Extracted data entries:
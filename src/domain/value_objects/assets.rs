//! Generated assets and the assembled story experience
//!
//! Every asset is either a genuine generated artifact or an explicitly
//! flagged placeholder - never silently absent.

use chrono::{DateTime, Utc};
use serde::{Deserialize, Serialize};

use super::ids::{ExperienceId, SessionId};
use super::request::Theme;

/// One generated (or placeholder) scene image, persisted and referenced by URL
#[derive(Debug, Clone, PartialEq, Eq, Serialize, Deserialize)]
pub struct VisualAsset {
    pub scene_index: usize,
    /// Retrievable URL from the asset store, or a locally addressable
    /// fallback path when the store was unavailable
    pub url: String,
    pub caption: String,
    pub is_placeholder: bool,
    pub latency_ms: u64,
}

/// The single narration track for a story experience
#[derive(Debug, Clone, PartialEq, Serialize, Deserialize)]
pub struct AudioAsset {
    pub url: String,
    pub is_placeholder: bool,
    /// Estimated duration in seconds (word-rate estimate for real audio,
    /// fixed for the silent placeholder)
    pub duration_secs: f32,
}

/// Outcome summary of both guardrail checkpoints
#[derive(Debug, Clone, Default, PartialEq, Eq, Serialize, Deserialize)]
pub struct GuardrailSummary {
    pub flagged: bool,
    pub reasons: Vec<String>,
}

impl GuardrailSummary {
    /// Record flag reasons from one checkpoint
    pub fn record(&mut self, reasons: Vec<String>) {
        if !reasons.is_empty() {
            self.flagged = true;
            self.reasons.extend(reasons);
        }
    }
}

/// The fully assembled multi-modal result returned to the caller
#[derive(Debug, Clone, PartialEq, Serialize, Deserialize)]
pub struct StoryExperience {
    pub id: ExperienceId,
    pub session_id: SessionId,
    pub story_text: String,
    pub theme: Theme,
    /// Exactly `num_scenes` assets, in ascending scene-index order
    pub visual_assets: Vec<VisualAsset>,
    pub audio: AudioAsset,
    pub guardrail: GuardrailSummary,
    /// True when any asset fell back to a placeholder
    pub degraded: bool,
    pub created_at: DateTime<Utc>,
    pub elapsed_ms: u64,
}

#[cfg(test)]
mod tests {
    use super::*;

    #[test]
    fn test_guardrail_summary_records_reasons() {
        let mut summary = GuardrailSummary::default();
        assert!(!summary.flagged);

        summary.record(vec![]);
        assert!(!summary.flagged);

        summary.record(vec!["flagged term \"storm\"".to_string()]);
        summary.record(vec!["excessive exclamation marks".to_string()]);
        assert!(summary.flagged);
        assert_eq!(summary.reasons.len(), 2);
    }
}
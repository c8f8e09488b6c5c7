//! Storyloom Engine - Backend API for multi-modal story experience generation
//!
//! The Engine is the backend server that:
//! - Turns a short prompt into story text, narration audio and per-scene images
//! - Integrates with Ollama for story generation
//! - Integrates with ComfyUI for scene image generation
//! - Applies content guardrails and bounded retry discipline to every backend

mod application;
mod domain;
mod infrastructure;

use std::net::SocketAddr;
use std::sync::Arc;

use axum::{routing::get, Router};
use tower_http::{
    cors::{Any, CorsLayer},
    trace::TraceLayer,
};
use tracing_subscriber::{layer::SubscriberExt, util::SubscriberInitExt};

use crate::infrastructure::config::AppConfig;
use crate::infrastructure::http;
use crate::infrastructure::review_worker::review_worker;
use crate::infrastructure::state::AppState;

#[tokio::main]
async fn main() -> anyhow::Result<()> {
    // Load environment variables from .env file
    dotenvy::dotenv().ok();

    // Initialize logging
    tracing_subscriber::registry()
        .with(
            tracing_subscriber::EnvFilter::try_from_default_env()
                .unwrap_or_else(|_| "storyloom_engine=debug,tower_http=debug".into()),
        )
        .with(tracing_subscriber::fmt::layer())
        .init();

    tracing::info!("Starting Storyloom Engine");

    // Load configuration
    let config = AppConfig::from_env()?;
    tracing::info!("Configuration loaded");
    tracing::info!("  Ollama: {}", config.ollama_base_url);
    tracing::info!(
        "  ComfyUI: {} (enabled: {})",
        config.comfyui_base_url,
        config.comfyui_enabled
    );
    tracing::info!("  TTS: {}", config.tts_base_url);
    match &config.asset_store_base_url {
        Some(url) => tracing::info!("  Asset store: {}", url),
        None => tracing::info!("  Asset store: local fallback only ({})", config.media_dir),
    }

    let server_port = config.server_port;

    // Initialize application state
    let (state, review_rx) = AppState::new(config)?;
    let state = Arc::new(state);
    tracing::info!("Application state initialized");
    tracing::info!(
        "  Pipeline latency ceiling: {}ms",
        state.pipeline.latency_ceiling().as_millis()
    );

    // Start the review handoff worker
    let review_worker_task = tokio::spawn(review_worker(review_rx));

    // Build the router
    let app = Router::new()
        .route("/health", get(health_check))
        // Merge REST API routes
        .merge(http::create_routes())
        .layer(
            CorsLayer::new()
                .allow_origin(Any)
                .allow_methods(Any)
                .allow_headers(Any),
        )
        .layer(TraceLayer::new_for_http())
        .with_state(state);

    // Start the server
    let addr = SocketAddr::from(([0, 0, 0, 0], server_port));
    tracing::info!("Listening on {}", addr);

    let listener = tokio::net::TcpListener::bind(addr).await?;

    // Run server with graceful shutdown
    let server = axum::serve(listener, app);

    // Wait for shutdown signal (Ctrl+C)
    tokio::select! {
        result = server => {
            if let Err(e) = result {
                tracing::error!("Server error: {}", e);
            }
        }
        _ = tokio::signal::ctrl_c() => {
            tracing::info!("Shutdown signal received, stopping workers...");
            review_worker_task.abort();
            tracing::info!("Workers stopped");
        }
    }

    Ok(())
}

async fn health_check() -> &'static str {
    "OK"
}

Problem description: Once you find the string "info" in a line of the records, copy that line.

Answer space:
    tracing::info!("Starting Storyloom Engine");
    tracing::info!("Configuration loaded");
    tracing::info!("  Ollama: {}", config.ollama_base_url);
    tracing::info!(
    tracing::info!("  TTS: {}", config.tts_base_url);
        Some(url) => tracing::info!("  Asset store: {}", url),
        None => tracing::info!("  Asset store: local fallback only ({})", config.media_dir),
    tracing::info!("Application state initialized");
    tracing::info!(
    tracing::info!("Listening on {}", addr);
            tracing::info!("Shutdown signal received, stopping workers...");
            tracing::info!("Workers stopped");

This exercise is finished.